Try it: Find the word "struct" below. Copy each line that has it.

Provided records:
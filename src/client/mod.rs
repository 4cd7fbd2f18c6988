/*
 *
 * Copyright 2025 Crossbar authors.
 *
 * Licensed under the Apache License, Version 2.0 (the "License");
 * you may not use this file except in compliance with the License.
 * You may obtain a copy of the License at
 *
 *     http://www.apache.org/licenses/LICENSE-2.0
 *
 * Unless required by applicable law or agreed to in writing, software
 * distributed under the License is distributed on an "AS IS" BASIS,
 * WITHOUT WARRANTIES OR CONDITIONS OF ANY KIND, either express or implied.
 * See the License for the specific language governing permissions and
 * limitations under the License.
 *
 */

use std::fmt::Display;
use std::time::Instant;

pub mod channel;
pub mod config_selector;
pub mod filters;
pub mod load_balancing;
pub mod name_resolution;
pub mod service_config;
pub mod transport;

pub(crate) mod backoff;
pub(crate) mod call;
pub(crate) mod connectivity_state;
pub(crate) mod registry;
pub(crate) mod subchannel;

pub use call::{is_dropped, DROP_MARKER_KEY};
pub use connectivity_state::StateWatcher;

/// A representation of the current state of a channel, also used for the
/// state of subchannels (individual connections within the channel).
///
/// A channel begins in the Idle state.  When an RPC is attempted, the channel
/// automatically transitions to Connecting.  If connections to a backend
/// service are available, the state becomes Ready.  Otherwise, if RPCs would
/// fail due to a lack of connections, the state becomes TransientFailure and
/// the channel continues to attempt to reconnect.
///
/// Shutdown is terminal: no transition out of it is ever made.
#[derive(Copy, Clone, PartialEq, Eq, Debug)]
pub enum ConnectivityState {
    Idle,
    Connecting,
    Ready,
    TransientFailure,
    Shutdown,
}

impl Default for ConnectivityState {
    fn default() -> Self {
        ConnectivityState::Idle
    }
}

impl Display for ConnectivityState {
    fn fmt(&self, f: &mut std::fmt::Formatter<'_>) -> std::fmt::Result {
        match self {
            ConnectivityState::Idle => write!(f, "Idle"),
            ConnectivityState::Connecting => write!(f, "Connecting"),
            ConnectivityState::Ready => write!(f, "Ready"),
            ConnectivityState::TransientFailure => write!(f, "TransientFailure"),
            ConnectivityState::Shutdown => write!(f, "Shutdown"),
        }
    }
}

/// Per-call options, carried in the request's extensions.
///
/// The service config's per-method parameters are layered on top of these:
/// a method-config timeout can only shorten the effective deadline, and a
/// method-config `wait_for_ready` applies only when the application did not
/// set the option explicitly.
#[derive(Clone, Debug, Default)]
pub struct CallOptions {
    /// If true, queueable failures (resolver transient failure, a failing
    /// picker) keep the call queued instead of failing it.  Drops and
    /// terminal channel shutdown fail the call regardless.
    pub wait_for_ready: Option<bool>,
    /// Absolute deadline for the call.
    pub deadline: Option<Instant>,
    /// Overrides the channel's default authority for this call.
    pub authority: Option<String>,
}

impl CallOptions {
    pub(crate) fn wait_for_ready(&self) -> bool {
        self.wait_for_ready.unwrap_or(false)
    }
}
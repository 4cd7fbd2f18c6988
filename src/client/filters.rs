/*
 *
 * Copyright 2025 Crossbar authors.
 *
 * Licensed under the Apache License, Version 2.0 (the "License");
 * you may not use this file except in compliance with the License.
 * You may obtain a copy of the License at
 *
 *     http://www.apache.org/licenses/LICENSE-2.0
 *
 * Unless required by applicable law or agreed to in writing, software
 * distributed under the License is distributed on an "AS IS" BASIS,
 * WITHOUT WARRANTIES OR CONDITIONS OF ANY KIND, either express or implied.
 * See the License for the specific language governing permissions and
 * limitations under the License.
 *
 */

//! The dynamic filter stack: an ordered chain of per-call filters assembled
//! anew on every data-plane config publication and terminated by the
//! channel's LB dispatch.

use std::sync::Arc;

use tonic::async_trait;

use crate::service::{Request, Response, Service};

/// A filter that intercepts calls flowing through a channel.
///
/// Filters are shared across all calls that captured the stack they belong
/// to; per-call state lives in the future each invocation creates.
#[async_trait]
pub trait CallFilter: Send + Sync {
    /// Processes a call.  Implementations forward to `next.proceed(..)` zero
    /// or more times.
    async fn call(&self, method: String, request: Request, next: FilterChain<'_>) -> Response;
}

/// The remainder of a filter stack, handed to each filter as its downstream.
pub struct FilterChain<'a> {
    filters: &'a [Arc<dyn CallFilter>],
    terminal: &'a Arc<dyn Service>,
}

impl<'a> FilterChain<'a> {
    /// Invokes the rest of the chain.
    pub async fn proceed(self, method: String, request: Request) -> Response {
        match self.filters.split_first() {
            Some((first, rest)) => {
                first
                    .call(
                        method,
                        request,
                        FilterChain {
                            filters: rest,
                            terminal: self.terminal,
                        },
                    )
                    .await
            }
            None => self.terminal.call(method, request).await,
        }
    }
}

/// A channel-level filter-stack descriptor.
///
/// Each call captures the `DynamicFilters` handle published at the instant
/// its resolution was committed and keeps using it even if the channel later
/// swaps in a new one; the handle (and the filters it references) is released
/// when the last such call completes.
pub(crate) struct DynamicFilters {
    filters: Vec<Arc<dyn CallFilter>>,
    terminal: Arc<dyn Service>,
}

impl DynamicFilters {
    /// Assembles a stack from the selector-provided prefix, an optional
    /// appended filter (retry, when enabled), and the terminal service that
    /// delegates to the LB call.
    pub(crate) fn new(
        mut filters: Vec<Arc<dyn CallFilter>>,
        appended: Option<Arc<dyn CallFilter>>,
        terminal: Arc<dyn Service>,
    ) -> Arc<Self> {
        filters.extend(appended);
        Arc::new(Self { filters, terminal })
    }

    /// Runs one call through the stack.
    pub(crate) async fn run(&self, method: String, request: Request) -> Response {
        FilterChain {
            filters: &self.filters,
            terminal: &self.terminal,
        }
        .proceed(method, request)
        .await
    }
}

Solved exercise:
pub struct CallOptions {
pub struct FilterChain<'a> {
pub(crate) struct DynamicFilters {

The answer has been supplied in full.